Summary information and primary citation
- PDB-id
- 5th3; SNAP-derived features in text and JSON formats;
DNAproDB
- Class
- DNA binding protein
- Method
- X-ray (2.33 Å)
- Summary
- Restriction-modification system-type ii r.swai cleaved DNA complex
- Reference
- Shen BW, Heiter DF, Lunnen KD, Wilson GG, Stoddard BL (2017): "DNA recognition by the SwaI restriction endonuclease involves unusual distortion of an 8 base pair A:T-rich target." Nucleic Acids Res., 45, 1516-1528. doi: 10.1093/nar/gkw1200.
- Abstract
- R.SwaI, a Type IIP restriction endonuclease, recognizes a palindromic eight base pair (bp) symmetric sequence, 5΄-ATTTAAAT-3΄, and cleaves that target at its center to generate blunt-ended DNA fragments. Here, we report three crystal structures of SwaI: unbound enzyme, a DNA-bound complex with calcium ions; and a DNA-bound, fully cleaved complex with magnesium ions.
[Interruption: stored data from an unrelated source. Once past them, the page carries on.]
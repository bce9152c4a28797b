//! Immediate, instanced, dynamic and sprite draws.

use wgpu::util::DeviceExt;

use crate::error::{AfferentError, Result};
use crate::float_buffer::FloatBuffer;
use crate::texture::Texture;

use super::layout::{
    self, DynamicUniforms, SpriteUniforms, Vertex, DYNAMIC_CIRCLE_FLOATS, DYNAMIC_SHAPE_FLOATS,
    INSTANCE_FLOATS, SPRITE_FLOATS,
};
use super::pipeline::DrawMode;
use super::pool::BufferKind;
use super::renderer::{GpuBuffer, GpuTexture, Renderer};

/// Vertices emitted per instance for quads and triangles.
const QUAD_VERTS: u32 = 6;
const TRIANGLE_VERTS: u32 = 3;

fn verts_per_instance(mode: DrawMode) -> u32 {
    match mode {
        DrawMode::InstancedTriangle | DrawMode::AnimatedTriangle | DrawMode::DynamicTriangle => {
            TRIANGLE_VERTS
        }
        _ => QUAD_VERTS,
    }
}

impl Renderer {
    // ── caller-owned buffers ──────────────────────────────────────────────

    /// Uploads vertices into a buffer the caller keeps across frames.
    pub fn create_vertex_buffer(&self, vertices: &[Vertex]) -> Result<GpuBuffer> {
        if vertices.is_empty() {
            return Err(AfferentError::Buffer("vertex buffer needs at least one vertex".into()));
        }
        if !self.buffer_fits(std::mem::size_of_val(vertices) as u64, "create_vertex_buffer") {
            return Err(AfferentError::Buffer("vertex buffer exceeds the device limit".into()));
        }
        let buffer = self
            .gpu
            .device()
            .create_buffer_init(&wgpu::util::BufferInitDescriptor {
                label: Some("afferent vertex buffer"),
                contents: bytemuck::cast_slice(vertices),
                usage: wgpu::BufferUsages::VERTEX,
            });
        Ok(GpuBuffer {
            buffer,
            count: vertices.len() as u32,
        })
    }

    pub fn create_index_buffer(&self, indices: &[u32]) -> Result<GpuBuffer> {
        if indices.is_empty() {
            return Err(AfferentError::Buffer("index buffer needs at least one index".into()));
        }
        if !self.buffer_fits(std::mem::size_of_val(indices) as u64, "create_index_buffer") {
            return Err(AfferentError::Buffer("index buffer exceeds the device limit".into()));
        }
        let buffer = self
            .gpu
            .device()
            .create_buffer_init(&wgpu::util::BufferInitDescriptor {
                label: Some("afferent index buffer"),
                contents: bytemuck::cast_slice(indices),
                usage: wgpu::BufferUsages::INDEX,
            });
        Ok(GpuBuffer {
            buffer,
            count: indices.len() as u32,
        })
    }

    /// Draws `index_count` indices of caller-owned buffers.
    pub fn draw_triangles(&mut self, vertices: &GpuBuffer, indices: &GpuBuffer, index_count: u32) {
        if !self.accepts_draw("draw_triangles") {
            return;
        }
        if index_count == 0 || index_count > indices.count {
            return;
        }
        self.record(DrawMode::Basic, |pass| {
            pass.set_vertex_buffer(0, vertices.buffer.slice(..));
            pass.set_index_buffer(indices.buffer.slice(..), wgpu::IndexFormat::Uint32);
            pass.draw_indexed(0..index_count, 0, 0..1);
        });
    }

    /// Copies vertices and indices into pooled buffers and draws them.
    ///
    /// Empty input is an error, like creating an empty buffer.
    pub fn draw_triangles_immediate(&mut self, vertices: &[Vertex], indices: &[u32]) -> Result<()> {
        if vertices.is_empty() || indices.is_empty() {
            return Err(AfferentError::Buffer("immediate draw needs vertices and indices".into()));
        }
        if !self.accepts_draw("draw_triangles_immediate") {
            return Ok(());
        }

        let (Some(vertex_buffer), Some(index_buffer)) = (
            self.upload(BufferKind::Vertex, bytemuck::cast_slice(vertices)),
            self.upload(BufferKind::Index, bytemuck::cast_slice(indices)),
        ) else {
            return Err(AfferentError::Buffer("immediate draw exceeds the device limit".into()));
        };
        let record = (
            GpuBuffer {
                buffer: vertex_buffer,
                count: vertices.len() as u32,
            },
            GpuBuffer {
                buffer: index_buffer,
                count: indices.len() as u32,
            },
        );

        let unpooled;
        let (vb, ib) = match self.wrappers.acquire(record) {
            Ok(slot) => &*slot,
            Err(record) => {
                log::trace!("wrapper ring exhausted; using an unpooled record");
                unpooled = record;
                &unpooled
            }
        };
        let Some(frame) = self.frame.as_mut() else { return Ok(()) };
        frame
            .pass
            .set_pipeline(self.pipelines.get(DrawMode::Basic, frame.msaa));
        frame.pass.set_vertex_buffer(0, vb.buffer.slice(..));
        frame
            .pass
            .set_index_buffer(ib.buffer.slice(..), wgpu::IndexFormat::Uint32);
        frame.pass.draw_indexed(0..ib.count, 0, 0..1);
        Ok(())
    }

    // ── instanced ─────────────────────────────────────────────────────────

    /// Draws `count` rects from 8-float records in NDC.
    pub fn draw_instanced_rects(&mut self, data: &[f32], count: u32) {
        self.draw_instanced(DrawMode::InstancedRect, data, count);
    }

    pub fn draw_instanced_triangles(&mut self, data: &[f32], count: u32) {
        self.draw_instanced(DrawMode::InstancedTriangle, data, count);
    }

    pub fn draw_instanced_circles(&mut self, data: &[f32], count: u32) {
        self.draw_instanced(DrawMode::InstancedCircle, data, count);
    }

    pub fn draw_instanced_rects_buffer(&mut self, data: &FloatBuffer, count: u32) {
        self.draw_instanced(DrawMode::InstancedRect, data.as_slice(), count);
    }

    pub fn draw_instanced_triangles_buffer(&mut self, data: &FloatBuffer, count: u32) {
        self.draw_instanced(DrawMode::InstancedTriangle, data.as_slice(), count);
    }

    pub fn draw_instanced_circles_buffer(&mut self, data: &FloatBuffer, count: u32) {
        self.draw_instanced(DrawMode::InstancedCircle, data.as_slice(), count);
    }

    fn draw_instanced(&mut self, mode: DrawMode, data: &[f32], count: u32) {
        if !self.accepts_draw("instanced draw") {
            return;
        }
        let Some(bytes) = layout::instance_bytes(data, count, INSTANCE_FLOATS) else { return };
        let Some(instances) = self.upload(BufferKind::Vertex, bytes) else { return };
        let len = bytes.len() as u64;
        self.record(mode, |pass| {
            pass.set_vertex_buffer(0, instances.slice(..len));
            pass.draw(0..verts_per_instance(mode), 0..count);
        });
    }

    // ── dynamic ───────────────────────────────────────────────────────────

    /// Draws circles from 4-float pixel-space records; hue cycles with `time`.
    pub fn draw_dynamic_circles(&mut self, data: &[f32], count: u32, time: f32, hue_speed: f32) {
        self.draw_dynamic(DrawMode::DynamicCircle, data, count, time, hue_speed);
    }

    pub fn draw_dynamic_rects(&mut self, data: &[f32], count: u32, time: f32, hue_speed: f32) {
        self.draw_dynamic(DrawMode::DynamicRect, data, count, time, hue_speed);
    }

    pub fn draw_dynamic_triangles(&mut self, data: &[f32], count: u32, time: f32, hue_speed: f32) {
        self.draw_dynamic(DrawMode::DynamicTriangle, data, count, time, hue_speed);
    }

    /// Zero-copy form of [`draw_dynamic_circles`](Self::draw_dynamic_circles).
    pub fn draw_dynamic_circles_buffer(
        &mut self,
        data: &FloatBuffer,
        count: u32,
        time: f32,
        hue_speed: f32,
    ) {
        self.draw_dynamic(DrawMode::DynamicCircle, data.as_slice(), count, time, hue_speed);
    }

    pub fn draw_dynamic_rects_buffer(
        &mut self,
        data: &FloatBuffer,
        count: u32,
        time: f32,
        hue_speed: f32,
    ) {
        self.draw_dynamic(DrawMode::DynamicRect, data.as_slice(), count, time, hue_speed);
    }

    pub fn draw_dynamic_triangles_buffer(
        &mut self,
        data: &FloatBuffer,
        count: u32,
        time: f32,
        hue_speed: f32,
    ) {
        self.draw_dynamic(DrawMode::DynamicTriangle, data.as_slice(), count, time, hue_speed);
    }

    fn draw_dynamic(&mut self, mode: DrawMode, data: &[f32], count: u32, time: f32, hue_speed: f32) {
        if !self.accepts_draw("dynamic draw") {
            return;
        }
        let stride = match mode {
            DrawMode::DynamicCircle => DYNAMIC_CIRCLE_FLOATS,
            _ => DYNAMIC_SHAPE_FLOATS,
        };
        let Some(bytes) = layout::instance_bytes(data, count, stride) else { return };

        let (canvas_width, canvas_height) = self.screen;
        let Some(uniforms) = self.uniform_bind_group(&DynamicUniforms {
            time,
            canvas_width,
            canvas_height,
            hue_speed,
        }) else {
            return;
        };
        let Some(instances) = self.upload(BufferKind::Vertex, bytes) else { return };
        let len = bytes.len() as u64;
        self.record(mode, |pass| {
            pass.set_bind_group(0, &uniforms, &[]);
            pass.set_vertex_buffer(0, instances.slice(..len));
            pass.draw(0..verts_per_instance(mode), 0..count);
        });
    }

    // ── sprites ───────────────────────────────────────────────────────────

    /// Draws `count` textured quads from 5-float pixel-space records.
    ///
    /// The texture is uploaded on first use.
    pub fn draw_sprites(&mut self, texture: &Texture, data: &[f32], count: u32) {
        if !self.accepts_draw("draw_sprites") {
            return;
        }
        let Some(bytes) = layout::instance_bytes(data, count, SPRITE_FLOATS) else { return };

        let Some(gpu) = self.texture_gpu(texture) else { return };
        let (canvas_width, canvas_height) = self.screen;
        let Some(uniforms) = self.uniform_bind_group(&SpriteUniforms {
            canvas_width,
            canvas_height,
            _pad: [0.0; 2],
        }) else {
            return;
        };
        let Some(instances) = self.upload(BufferKind::Vertex, bytes) else { return };
        let len = bytes.len() as u64;
        self.record(DrawMode::Sprite, |pass| {
            pass.set_bind_group(0, &uniforms, &[]);
            pass.set_bind_group(1, &gpu.bind_group, &[]);
            pass.set_vertex_buffer(0, instances.slice(..len));
            pass.draw(0..QUAD_VERTS, 0..count);
        });
    }

    /// Zero-copy form of [`draw_sprites`](Self::draw_sprites).
    pub fn draw_sprites_buffer(&mut self, texture: &Texture, data: &FloatBuffer, count: u32) {
        self.draw_sprites(texture, data.as_slice(), count);
    }

    /// GPU copy of `texture`, uploaded on first use.
    ///
    /// `None` when the image is larger than the device allows.
    pub(super) fn texture_gpu<'t>(&self, texture: &'t Texture) -> Option<&'t GpuTexture> {
        if let Some(gpu) = texture.gpu.get() {
            return Some(gpu);
        }
        let (width, height) = texture.size();
        if !self.texture_fits(width, height, "texture upload") {
            return None;
        }
        Some(texture.gpu.get_or_init(|| self.upload_texture(texture)))
    }

    fn upload_texture(&self, texture: &Texture) -> GpuTexture {
        let (width, height) = texture.size();
        let gpu = self.create_texture(
            "afferent sprite texture",
            width,
            height,
            wgpu::TextureFormat::Rgba8Unorm,
        );
        self.write_rows(&gpu.texture, texture.rgba(), 4, 0..height);
        log::debug!("uploaded {width}x{height} sprite texture");
        gpu
    }
}

#[cfg(test)]
mod tests {
    use super::*;

    #[test]
    fn triangles_emit_three_vertices_per_instance() {
        assert_eq!(verts_per_instance(DrawMode::InstancedTriangle), 3);
        assert_eq!(verts_per_instance(DrawMode::DynamicTriangle), 3);
        assert_eq!(verts_per_instance(DrawMode::InstancedRect), 6);
        assert_eq!(verts_per_instance(DrawMode::DynamicCircle), 6);
    }
}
We compare these structures to two structurally similar ‘PD-D/ExK’ restriction endonucleases (EcoRV and HincII) that also generate blunt-ended products, and to a structurally distinct enzyme (the HNH endonuclease PacI) that also recognizes an 8-bp target site consisting solely of A:T base pairs. Binding by SwaI induces an extreme bend in the target sequence accompanied by un-pairing and re-ordering of its central A:T base pairs. This result is reminiscent of a more dramatic target deformation previously described for PacI, implying that long A:T-rich target sites might display structural or dynamic behaviors that play a significant role in endonuclease recognition and cleavage.